For all of these potential tests, the detection technology is crucial, as circulating cell-free DNA is found at extremely low levels in the blood, making the nested PCR approach with pre-amplification a requirement. However, in order to further increase sensitivity and potentially multiplexing capabilities, the researchers are testing droplet-based digital PCR from RainDance Technologies to measure absolute copy number of the differentially methylated genes.
"I would say that eventually [the test] is going to be some sort of a droplet-based, chip-based type of kit," Akirav said.
He noted that next-generation sequencing would also be a feasible approach, but that technology is still too expensive for a non-profit organization like Winthrop-University Hospital to use, although the price is rapidly dropping.
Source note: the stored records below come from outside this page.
use proc_macro2::TokenStream;
use quote::quote;
use syn::{DataEnum, DeriveInput, Fields};

use crate::attributes::TypeAttributes;
use crate::path;

pub(crate) fn expand(ast: &DeriveInput, data: &DataEnum) -> syn::Result<TokenStream> {
    if !ast.generics.params.is_empty() {
        return Err(syn::Error::new_spanned(
            &ast.generics,
            "`Reflect` cannot be derived for generic types",
        ));
    }
    if data.variants.is_empty() {
        return Err(syn::Error::new_spanned(
            &ast.ident,
            "`Reflect` cannot be derived for enums without variants",
        ));
    }
    for variant in &data.variants {
        if !matches!(variant.fields, Fields::Unit) {
            return Err(syn::Error::new_spanned(
                variant,
                "`Reflect` can only be derived for enums whose variants carry no data",
            ));
        }
    }

    let attrs = TypeAttributes::parse(&ast.attrs)?;
    if let Some(method) = attrs.methods.first() {
        return Err(syn::Error::new_spanned(
            &method.name,
            "`method(..)` is only supported on structs",
        ));
    }

    let krate = path::pathbind_reflect();
    let ident = &ast.ident;
    let reflect_ = path::reflect_(&krate);
    let info_ = path::info_(&krate);
    let ops_ = path::ops_(&krate);
    let registry_ = path::registry_(&krate);

    let variants: Vec<_> = data.variants.iter().map(|variant| &variant.ident).collect();
    let names: Vec<_> = variants.iter().map(|ident| ident.to_string()).collect();
    let indices: Vec<_> = (0..variants.len()).collect();

    let type_path = path::impl_type_path(&krate, ident);
    let common = path::reflect_common(&krate);
    let inserts = attrs.type_trait_inserts(&registry_);

    Ok(quote! {
        #type_path

        impl #info_::Typed for #ident {
            fn type_info() -> &'static #info_::TypeInfo {
                static CELL: #info_::NonGenericTypeInfoCell = #info_::NonGenericTypeInfoCell::new();
                CELL.get_or_init(|| {
                    #info_::TypeInfo::Enum(#info_::EnumInfo::new::<Self>(
                        &[#(#names),*],
                        |index| match index {
                            #(#indices => ::core::option::Option::Some(
                                ::std::boxed::Box::new(Self::#variants) as ::std::boxed::Box<dyn #reflect_>
                            ),)*
                            _ => ::core::option::Option::None,
                        },
                    ))
                })
            }
        }

        impl #reflect_ for #ident {
            #common

            #[inline]
            fn reflect_kind(&self) -> #info_::ReflectKind {
                #info_::ReflectKind::Enum
            }

            #[inline]
            fn reflect_ref(&self) -> #ops_::ReflectRef<'_> {
                #ops_::ReflectRef::Enum(self)
            }

            #[inline]
            fn reflect_mut(&mut self) -> #ops_::ReflectMut<'_> {
                #ops_::ReflectMut::Enum(self)
            }

            #[inline]
            fn reflect_owned(self: ::std::boxed::Box<Self>) -> #ops_::ReflectOwned {
                #ops_::ReflectOwned::Enum(self)
            }
        }

        impl #ops_::Enum for #ident {
            fn variant_name(&self) -> &'static str {
                match self {
                    #(Self::#variants => #names,)*
                }
            }

            fn variant_index(&self) -> usize {
                match self {
                    #(Self::#variants => #indices,)*
                }
            }
        }

        impl #registry_::GetTypeMeta for #ident {
            fn get_type_meta() -> #registry_::TypeMeta {
                #[allow(unused_mut)]
                let mut meta = #registry_::TypeMeta::of::<Self>();
                #inserts
                meta
            }
        }
    })
}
"Being a basic research lab operating on philanthropic support, we do have a limited budget, and even the [droplet-based] PCR, which we are using right now for other studies, is not the cheapest, but it's still about $30 an assay," Akirav said. "Once you go to NGS, the cost starts climbing quite a bit. Probably, if we were a biotech with more resources at our disposal, this is something we'd be looking at."
But even a digital PCR test would be a much cheaper way to diagnose patients than, for instance, MRI, which can cost thousands of dollars per patient, he noted.
Winthrop-University Hospital has filed for a patent on behalf of the researchers covering the differentially methylated MOG biomarker, and Akirav said he would be happy to have a biotech firm license the IP and pump more resources into test development. Akirav and Winthrop have some experience in this regard, having previously licensed a PCR assay for identifying beta cell death in type 1 diabetes patients to biotech firm Islet Sciences
Further down the road, Akirav and colleagues plan to pursue a similar approach in patients with other neurodegenerative diseases such as Parkinson's and Alzheimer's.
"We are now testing it in Parkinson's disease in dopamine-producing neurons," Akirav said. "We've identified some signatures in these cells, and that would be really great. If you can diagnose this disease before the tremors start, it's a completely different ballgame with these patients."